Enquanto primeiro alvo do ransomware foi usuários de língua Inglesa, devido a um GUI russo mais recente e cordas específicas no Trojan, Sinitsyn acredita que é seguro dizer que os seus criadores falam russo.
A partir desta semana o ransomware principalmente tem estado a atacar usuários na Rússia e na Ucrânia, mas os membros da Comunidade de Estados Independentes como o Cazaquistão e Belarus também foram atingidos.
Sinitsyn escreveu em SecureList na quinta-feira sobre a conexão Tor do ransomware, alegando que Onion comunica com Tor através de um código malicioso do malware, através de um segmento diferente, algo que faz com que o malware muito mais sofisticado do que outros tipos que só iria injetar código em outros processos.
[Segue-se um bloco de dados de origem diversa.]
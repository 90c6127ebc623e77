#![cfg(not(target_family = "wasm"))]

use std::env;
use std::fs::File;
use std::io::{BufWriter, Read, Write};
use std::path::{Path, PathBuf};
use std::process::exit;

use anstream::eprintln;
use anyhow::{anyhow, Result};
use clap::{Parser, Subcommand, ValueHint};
use clap_verbosity_flag::LogLevel;
use clio::Output;
use is_terminal::IsTerminal;
use itertools::Itertools;

use crate::debug;
use crate::{compile, erq_to_pr, erq_to_tokens, DisplayOptions, Options, Rule, Statement};

/// Entrypoint called by [`crate::main`]
pub fn main() -> color_eyre::eyre::Result<()> {
    let mut cli = Cli::parse();

    // redirect all log messages into the [debug::DebugLog]
    static LOGGER: debug::MessageLogger = debug::MessageLogger;
    log::set_logger(&LOGGER).map(|()| log::set_max_level(cli.verbose.log_level_filter()))?;

    color_eyre::install()?;
    cli.color.write_global();

    if let Err(error) = cli.command.run() {
        eprintln!("{error}");
        // Same check as the standard library's, which is private
        fn backtrace_enabled() -> bool {
            match env::var("RUST_LIB_BACKTRACE") {
                Ok(s) => s != "0",
                Err(_) => match env::var("RUST_BACKTRACE") {
                    Ok(s) => s != "0",
                    Err(_) => false,
                },
            }
        }
        if backtrace_enabled() {
            eprintln!("{:#}", error.backtrace());
        }

        exit(1)
    }

    Ok(())
}

#[derive(Parser, Debug, Clone)]
struct Cli {
    #[command(subcommand)]
    command: Command,
    #[command(flatten)]
    color: colorchoice_clap::Color,

    #[command(flatten)]
    verbose: clap_verbosity_flag::Verbosity<LoggingHelp>,
}

#[derive(Subcommand, Debug, Clone)]
#[command(name = env!("CARGO_PKG_NAME"), about, version)]
enum Command {
    /// Lex into Lexer Representation
    Lex {
        #[command(flatten)]
        io_args: IoArgs,
        #[arg(value_enum, long, default_value = "yaml")]
        format: Format,
    },

    /// Parse into PR AST
    Parse {
        #[command(flatten)]
        io_args: IoArgs,
        #[arg(value_enum, long, default_value = "yaml")]
        format: Format,
        /// Grammar rule the whole input must match
        #[arg(short, long, default_value = "script", env = "ERQC_RULE")]
        rule: Rule,
    },

    /// Parse & compile into statement descriptors, as JSON
    #[command(name = "compile")]
    Compile {
        #[command(flatten)]
        io_args: IoArgs,

        /// Grammar rule the whole input must match
        #[arg(short, long, default_value = "script", env = "ERQC_RULE")]
        rule: Rule,

        /// Split emitted SQL over multiple lines
        #[arg(long)]
        format: bool,

        /// File path into which to write the debug log to.
        #[arg(long, env = "ERQC_DEBUG_LOG")]
        debug_log: Option<PathBuf>,
    },

    /// Parse & compile, printing only the SQL texts
    ///
    /// Nested statements of `if` and `for` blocks are included, in order.
    /// Commands have no SQL and are skipped.
    #[command(name = "sql")]
    Sql {
        #[command(flatten)]
        io_args: IoArgs,

        /// Grammar rule the whole input must match
        #[arg(short, long, default_value = "script", env = "ERQC_RULE")]
        rule: Rule,

        /// Split emitted SQL over multiple lines
        #[arg(long)]
        format: bool,
    },
}

#[derive(clap::Args, Default, Debug, Clone)]
pub struct IoArgs {
    #[arg(value_parser, default_value = "-", value_hint(ValueHint::FilePath))]
    input: clio::ClioPath,

    #[arg(value_parser, default_value = "-", value_hint(ValueHint::FilePath))]
    output: Output,
}

#[derive(Copy, Clone, Debug, Default)]
struct LoggingHelp;

impl LogLevel for LoggingHelp {
    /// By default, this will only report errors.
    fn default() -> Option<log::Level> {
        Some(log::Level::Error)
    }
    fn verbose_help() -> Option<&'static str> {
        Some("Increase logging verbosity")
    }

    fn verbose_long_help() -> Option<&'static str> {
        Some(
            r#"More `v`s, More verbose logging:
-v shows warnings
-vv shows info
-vvv shows debug
-vvvv shows trace"#,
        )
    }

    fn quiet_help() -> Option<&'static str> {
        Some("Silences logging output")
    }

    fn quiet_long_help() -> Option<&'static str> {
        Some("Silences logging output")
    }
}

#[derive(clap::ValueEnum, Clone, Debug)]
enum Format {
    Json,
    Yaml,
}

impl Command {
    /// Entrypoint called by [`main`]
    pub fn run(&mut self) -> Result<()> {
        let source = self.read_input()?;
        let buf = self.execute(&source)?;
        Ok(self.write_output(&buf)?)
    }

    fn execute(&self, source: &str) -> Result<Vec<u8>> {
        Ok(match self {
            Command::Lex { format, .. } => {
                let tokens = erq_to_tokens(source)?;
                match format {
                    Format::Json => serde_json::to_string_pretty(&tokens)?.into_bytes(),
                    Format::Yaml => serde_yaml::to_string(&tokens)?.into_bytes(),
                }
            }
            Command::Parse { format, rule, .. } => {
                let stmts = erq_to_pr(source, *rule)?;
                match format {
                    Format::Json => serde_json::to_string_pretty(&stmts)?.into_bytes(),
                    Format::Yaml => serde_yaml::to_string(&stmts)?.into_bytes(),
                }
            }
            Command::Compile {
                rule,
                format,
                debug_log,
                ..
            } => {
                if debug_log.is_some() {
                    debug::log_start();
                }

                let res = compile(source, &options(*rule, *format));

                if let Some(path) = debug_log {
                    write_log(path)?;
                }

                let mut json = serde_json::to_string_pretty(&res?)?;
                json.push('\n');
                json.into_bytes()
            }
            Command::Sql { rule, format, .. } => {
                let statements = compile(source, &options(*rule, *format))?;
                collect_queries(&statements)
                    .into_iter()
                    .map(|q| format!("{q};\n"))
                    .join("")
                    .into_bytes()
            }
        })
    }

    fn io_args(&self) -> &IoArgs {
        match self {
            Command::Lex { io_args, .. }
            | Command::Parse { io_args, .. }
            | Command::Compile { io_args, .. }
            | Command::Sql { io_args, .. } => io_args,
        }
    }

    fn read_input(&mut self) -> Result<String> {
        let input = &self.io_args().input;

        // Don't wait without a prompt when reading a terminal, it's
        // confusing whether it's waiting for input or not.
        if input.path() == Path::new("-") && std::io::stdin().is_terminal() {
            #[cfg(unix)]
            eprintln!("Enter Erq, then press ctrl-d to compile:\n");
            #[cfg(windows)]
            eprintln!("Enter Erq, then press ctrl-z to compile:\n");
        }

        let mut source = String::new();
        input.clone().open()?.read_to_string(&mut source)?;
        Ok(source)
    }

    fn write_output(&mut self, data: &[u8]) -> std::io::Result<()> {
        let mut output = self.io_args().output.clone();
        output.write_all(data)
    }
}

fn options(rule: Rule, format: bool) -> Options {
    Options::default()
        .with_rule(rule)
        .with_format(format)
        .with_display(DisplayOptions::AnsiColor)
}

/// SQL texts of `statements` and of their nested blocks, depth first.
fn collect_queries(statements: &[Statement]) -> Vec<&str> {
    let mut res = Vec::new();
    for statement in statements {
        res.extend(statement.queries());
        match statement {
            Statement::If {
                then_statements,
                else_statements,
                ..
            } => {
                res.extend(collect_queries(then_statements));
                res.extend(collect_queries(else_statements));
            }
            Statement::For {
                body_statements, ..
            } => res.extend(collect_queries(body_statements)),
            _ => {}
        }
    }
    res
}

pub fn write_log(path: &Path) -> Result<()> {
    let debug_log = debug::log_finish().ok_or_else(|| {
        anyhow!("debug log was started, but it cannot be found after compilation")
    })?;
    match path.extension().and_then(|s| s.to_str()) {
        Some("json") => {
            let file = BufWriter::new(File::create(path)?);
            serde_json::to_writer(file, &debug_log)?;
        }
        _ => {
            return Err(anyhow!("unknown debug log format for file {path:?}"));
        }
    }
    Ok(())
}

#[cfg(test)]
mod tests {
    use insta::assert_snapshot;

    use super::*;

    fn sql_command() -> Command {
        Command::Sql {
            io_args: IoArgs::default(),
            rule: Rule::Script,
            format: false,
        }
    }

    #[test]
    fn sql_includes_nested_blocks() {
        let output = sql_command()
            .execute("for a in T do U[id = 1];; end;;\n.headers on\ndrop table T")
            .unwrap();
        assert_snapshot!(String::from_utf8(output).unwrap(), @r"
        select a from T;
        select * from U where (id = 1);
        drop table T;
        ");
    }

    /// Check we get an error on a bad input
    #[test]
    fn compile_bad() {
        anstream::ColorChoice::Never.write_global();

        let result = Command::Compile {
            io_args: IoArgs::default(),
            rule: Rule::Script,
            format: false,
            debug_log: None,
        }
        .execute("T{a +}");

        let message = result.unwrap_err().to_string();
        assert!(message.contains("T{a +}"));
    }

    #[test]
    fn compile_to_descriptors() {
        let result = Command::Compile {
            io_args: IoArgs::default(),
            rule: Rule::Statement,
            format: false,
            debug_log: None,
        }
        .execute("T[a]{b} output sparse")
        .unwrap();

        assert_snapshot!(String::from_utf8(result).unwrap(), @r#"
        [
          {
            "type": "select",
            "query": "select b from T where (a)",
            "format": "sparse"
          }
        ]
        "#);
    }
}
Ao contrário da maioria dos cripto-malware, que usam uma combinação de AES e RSA para criptografar arquivos, fanfarrões de cebola a tendência e usa uma versão do ECDH assimétrica (Elliptic Curve Diffie-Hellman) algoritmo.
O malware comprime arquivos através da biblioteca Zlib, em seguida, criptografa-los com AES, com o SHA256 hash. A única maneira de decifrar arquivos criptografados por Onion são calculando em ECDH com uma chave mestra-privada derivada de servidor dos cibercriminosos.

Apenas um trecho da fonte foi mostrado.